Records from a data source
****************
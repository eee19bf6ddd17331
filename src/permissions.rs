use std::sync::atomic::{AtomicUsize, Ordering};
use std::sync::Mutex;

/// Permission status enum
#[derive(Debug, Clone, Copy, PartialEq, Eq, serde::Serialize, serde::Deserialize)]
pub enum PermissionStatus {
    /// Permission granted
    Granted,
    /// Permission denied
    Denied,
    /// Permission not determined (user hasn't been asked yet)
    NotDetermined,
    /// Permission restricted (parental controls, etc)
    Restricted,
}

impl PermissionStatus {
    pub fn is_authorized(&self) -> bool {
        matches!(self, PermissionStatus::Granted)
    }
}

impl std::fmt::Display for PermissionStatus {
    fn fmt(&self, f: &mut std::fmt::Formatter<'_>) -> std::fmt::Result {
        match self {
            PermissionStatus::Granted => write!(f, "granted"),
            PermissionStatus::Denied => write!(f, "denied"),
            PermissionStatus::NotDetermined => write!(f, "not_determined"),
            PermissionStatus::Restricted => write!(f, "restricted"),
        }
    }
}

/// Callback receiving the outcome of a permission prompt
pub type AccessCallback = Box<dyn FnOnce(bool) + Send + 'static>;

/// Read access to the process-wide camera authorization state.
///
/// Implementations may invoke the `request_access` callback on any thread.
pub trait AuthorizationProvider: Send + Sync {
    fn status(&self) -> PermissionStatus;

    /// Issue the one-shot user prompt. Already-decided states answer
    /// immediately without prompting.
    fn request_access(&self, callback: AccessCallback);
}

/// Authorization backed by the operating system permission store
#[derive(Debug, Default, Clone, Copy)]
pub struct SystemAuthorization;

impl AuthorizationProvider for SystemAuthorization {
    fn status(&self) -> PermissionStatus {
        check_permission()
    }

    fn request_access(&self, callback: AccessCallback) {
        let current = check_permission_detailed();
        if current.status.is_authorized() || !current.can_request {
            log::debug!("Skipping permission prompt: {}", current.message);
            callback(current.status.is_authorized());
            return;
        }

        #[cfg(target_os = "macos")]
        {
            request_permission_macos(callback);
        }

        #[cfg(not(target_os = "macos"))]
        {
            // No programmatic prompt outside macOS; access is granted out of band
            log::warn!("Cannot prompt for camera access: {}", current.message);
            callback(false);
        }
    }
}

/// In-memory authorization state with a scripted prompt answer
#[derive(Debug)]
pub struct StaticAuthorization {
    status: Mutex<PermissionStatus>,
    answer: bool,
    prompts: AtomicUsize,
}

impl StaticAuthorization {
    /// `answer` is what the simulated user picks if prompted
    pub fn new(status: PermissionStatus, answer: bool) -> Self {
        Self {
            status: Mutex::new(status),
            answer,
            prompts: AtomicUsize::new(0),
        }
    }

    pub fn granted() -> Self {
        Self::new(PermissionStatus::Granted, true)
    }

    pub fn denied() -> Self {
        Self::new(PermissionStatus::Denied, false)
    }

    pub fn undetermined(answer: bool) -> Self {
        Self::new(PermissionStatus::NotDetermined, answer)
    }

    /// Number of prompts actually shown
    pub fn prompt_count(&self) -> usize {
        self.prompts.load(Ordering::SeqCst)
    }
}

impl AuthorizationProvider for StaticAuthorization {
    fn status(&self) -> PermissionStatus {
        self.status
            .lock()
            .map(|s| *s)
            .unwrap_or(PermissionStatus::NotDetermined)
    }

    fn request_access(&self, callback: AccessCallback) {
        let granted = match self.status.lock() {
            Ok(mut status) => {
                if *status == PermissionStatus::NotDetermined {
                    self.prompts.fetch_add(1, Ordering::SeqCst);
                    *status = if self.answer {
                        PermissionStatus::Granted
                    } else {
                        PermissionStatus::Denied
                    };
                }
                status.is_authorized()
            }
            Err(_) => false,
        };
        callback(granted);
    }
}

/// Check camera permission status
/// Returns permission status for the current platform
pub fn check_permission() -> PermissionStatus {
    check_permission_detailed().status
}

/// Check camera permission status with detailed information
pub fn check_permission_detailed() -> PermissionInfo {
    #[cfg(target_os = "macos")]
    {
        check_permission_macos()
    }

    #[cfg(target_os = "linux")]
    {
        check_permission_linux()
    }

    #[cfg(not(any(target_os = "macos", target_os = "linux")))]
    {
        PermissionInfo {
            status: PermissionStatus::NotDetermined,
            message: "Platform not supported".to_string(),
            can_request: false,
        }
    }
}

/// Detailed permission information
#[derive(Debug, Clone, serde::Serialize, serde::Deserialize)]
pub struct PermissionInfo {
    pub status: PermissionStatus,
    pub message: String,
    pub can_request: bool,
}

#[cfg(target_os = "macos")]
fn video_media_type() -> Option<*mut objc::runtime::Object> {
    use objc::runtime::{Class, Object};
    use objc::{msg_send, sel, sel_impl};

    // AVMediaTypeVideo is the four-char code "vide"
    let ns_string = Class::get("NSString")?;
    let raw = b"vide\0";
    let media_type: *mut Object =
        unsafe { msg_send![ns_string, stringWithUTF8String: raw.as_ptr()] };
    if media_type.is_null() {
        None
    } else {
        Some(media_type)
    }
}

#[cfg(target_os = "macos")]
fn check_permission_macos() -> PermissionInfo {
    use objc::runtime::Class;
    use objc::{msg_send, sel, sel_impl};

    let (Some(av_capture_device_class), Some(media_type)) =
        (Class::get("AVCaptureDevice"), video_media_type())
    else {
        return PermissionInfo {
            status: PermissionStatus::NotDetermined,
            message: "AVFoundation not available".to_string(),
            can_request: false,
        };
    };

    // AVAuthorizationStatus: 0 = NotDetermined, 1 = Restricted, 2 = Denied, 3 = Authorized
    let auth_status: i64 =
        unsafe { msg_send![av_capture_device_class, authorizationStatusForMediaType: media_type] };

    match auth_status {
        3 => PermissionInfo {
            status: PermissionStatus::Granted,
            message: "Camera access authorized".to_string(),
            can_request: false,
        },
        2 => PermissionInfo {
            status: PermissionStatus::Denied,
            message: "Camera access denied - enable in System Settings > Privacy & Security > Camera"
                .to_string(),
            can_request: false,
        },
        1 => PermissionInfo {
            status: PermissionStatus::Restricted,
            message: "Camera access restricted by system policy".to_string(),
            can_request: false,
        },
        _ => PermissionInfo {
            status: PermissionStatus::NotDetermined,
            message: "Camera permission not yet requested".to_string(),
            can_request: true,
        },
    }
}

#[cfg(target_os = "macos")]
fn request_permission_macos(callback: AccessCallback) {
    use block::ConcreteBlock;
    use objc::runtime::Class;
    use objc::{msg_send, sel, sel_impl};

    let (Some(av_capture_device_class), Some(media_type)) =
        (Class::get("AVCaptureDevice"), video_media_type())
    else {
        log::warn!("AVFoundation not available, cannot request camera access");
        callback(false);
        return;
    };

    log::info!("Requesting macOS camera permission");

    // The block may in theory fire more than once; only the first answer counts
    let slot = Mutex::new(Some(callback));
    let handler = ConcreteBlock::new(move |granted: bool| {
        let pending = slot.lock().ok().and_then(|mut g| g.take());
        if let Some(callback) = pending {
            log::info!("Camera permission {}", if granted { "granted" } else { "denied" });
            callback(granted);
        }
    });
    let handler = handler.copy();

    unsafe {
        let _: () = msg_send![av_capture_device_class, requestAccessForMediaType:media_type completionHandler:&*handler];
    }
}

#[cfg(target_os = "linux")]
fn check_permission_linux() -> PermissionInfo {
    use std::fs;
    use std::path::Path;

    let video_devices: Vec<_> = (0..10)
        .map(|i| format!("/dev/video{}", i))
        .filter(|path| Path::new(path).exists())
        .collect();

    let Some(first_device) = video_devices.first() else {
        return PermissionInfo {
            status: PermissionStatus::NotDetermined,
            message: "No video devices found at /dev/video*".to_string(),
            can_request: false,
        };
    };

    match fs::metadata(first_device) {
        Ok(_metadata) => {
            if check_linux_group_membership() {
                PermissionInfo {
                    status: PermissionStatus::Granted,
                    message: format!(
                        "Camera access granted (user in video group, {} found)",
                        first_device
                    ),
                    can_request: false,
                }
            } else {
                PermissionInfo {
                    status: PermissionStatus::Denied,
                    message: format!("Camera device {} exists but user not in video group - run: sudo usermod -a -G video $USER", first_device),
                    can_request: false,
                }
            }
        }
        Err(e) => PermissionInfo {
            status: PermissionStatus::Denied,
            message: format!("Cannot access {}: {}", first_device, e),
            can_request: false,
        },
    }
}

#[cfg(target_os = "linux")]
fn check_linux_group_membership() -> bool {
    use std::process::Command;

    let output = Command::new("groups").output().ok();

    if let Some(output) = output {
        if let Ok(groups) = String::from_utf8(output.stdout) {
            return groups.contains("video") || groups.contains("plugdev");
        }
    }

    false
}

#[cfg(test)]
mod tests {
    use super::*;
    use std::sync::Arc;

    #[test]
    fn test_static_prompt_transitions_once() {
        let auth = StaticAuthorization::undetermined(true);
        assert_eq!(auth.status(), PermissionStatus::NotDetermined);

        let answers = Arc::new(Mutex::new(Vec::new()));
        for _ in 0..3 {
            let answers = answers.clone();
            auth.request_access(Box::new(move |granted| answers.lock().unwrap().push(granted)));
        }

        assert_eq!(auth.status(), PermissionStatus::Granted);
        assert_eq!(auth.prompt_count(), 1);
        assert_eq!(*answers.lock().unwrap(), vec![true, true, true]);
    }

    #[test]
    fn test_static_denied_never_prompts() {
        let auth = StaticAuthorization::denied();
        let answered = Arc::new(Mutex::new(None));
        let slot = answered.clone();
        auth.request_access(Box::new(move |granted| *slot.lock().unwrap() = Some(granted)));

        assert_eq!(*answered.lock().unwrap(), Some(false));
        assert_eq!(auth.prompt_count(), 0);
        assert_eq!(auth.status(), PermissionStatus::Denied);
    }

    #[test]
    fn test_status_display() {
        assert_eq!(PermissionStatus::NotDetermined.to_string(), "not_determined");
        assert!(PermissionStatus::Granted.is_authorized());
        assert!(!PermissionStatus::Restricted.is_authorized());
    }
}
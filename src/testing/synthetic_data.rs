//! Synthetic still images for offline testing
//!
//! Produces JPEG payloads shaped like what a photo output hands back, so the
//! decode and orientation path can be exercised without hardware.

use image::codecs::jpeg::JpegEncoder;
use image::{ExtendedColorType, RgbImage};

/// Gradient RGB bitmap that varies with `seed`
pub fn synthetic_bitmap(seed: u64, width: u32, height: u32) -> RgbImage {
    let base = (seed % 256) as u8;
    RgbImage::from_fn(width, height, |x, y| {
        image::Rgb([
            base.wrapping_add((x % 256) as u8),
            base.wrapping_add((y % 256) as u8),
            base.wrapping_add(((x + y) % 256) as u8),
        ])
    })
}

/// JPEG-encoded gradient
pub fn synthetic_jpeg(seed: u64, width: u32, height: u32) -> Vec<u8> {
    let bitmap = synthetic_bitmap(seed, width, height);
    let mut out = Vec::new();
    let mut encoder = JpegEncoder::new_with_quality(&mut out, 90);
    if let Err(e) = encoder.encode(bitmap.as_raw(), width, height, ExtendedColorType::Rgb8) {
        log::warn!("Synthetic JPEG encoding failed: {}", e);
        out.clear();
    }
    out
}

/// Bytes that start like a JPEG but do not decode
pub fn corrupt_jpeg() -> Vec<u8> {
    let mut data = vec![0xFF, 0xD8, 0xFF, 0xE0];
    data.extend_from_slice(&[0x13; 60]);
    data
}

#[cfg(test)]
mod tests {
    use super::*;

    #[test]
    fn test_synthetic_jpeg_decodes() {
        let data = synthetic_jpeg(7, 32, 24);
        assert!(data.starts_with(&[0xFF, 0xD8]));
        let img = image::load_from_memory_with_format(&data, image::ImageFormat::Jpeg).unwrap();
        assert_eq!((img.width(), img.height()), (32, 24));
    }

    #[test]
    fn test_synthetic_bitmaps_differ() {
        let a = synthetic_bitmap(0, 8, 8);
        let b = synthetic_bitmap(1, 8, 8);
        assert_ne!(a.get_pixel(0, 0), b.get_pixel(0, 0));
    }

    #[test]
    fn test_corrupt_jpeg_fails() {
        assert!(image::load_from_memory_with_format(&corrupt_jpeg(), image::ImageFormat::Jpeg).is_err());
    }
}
****************
# What is required
Copy every line from the records above that contains the word "else".

# Solution
                    } else {
    } else {
    else {
    else {
            log::info!("Camera permission {}", if granted { "granted" } else { "denied" });
    let Some(first_device) = video_devices.first() else {
            } else {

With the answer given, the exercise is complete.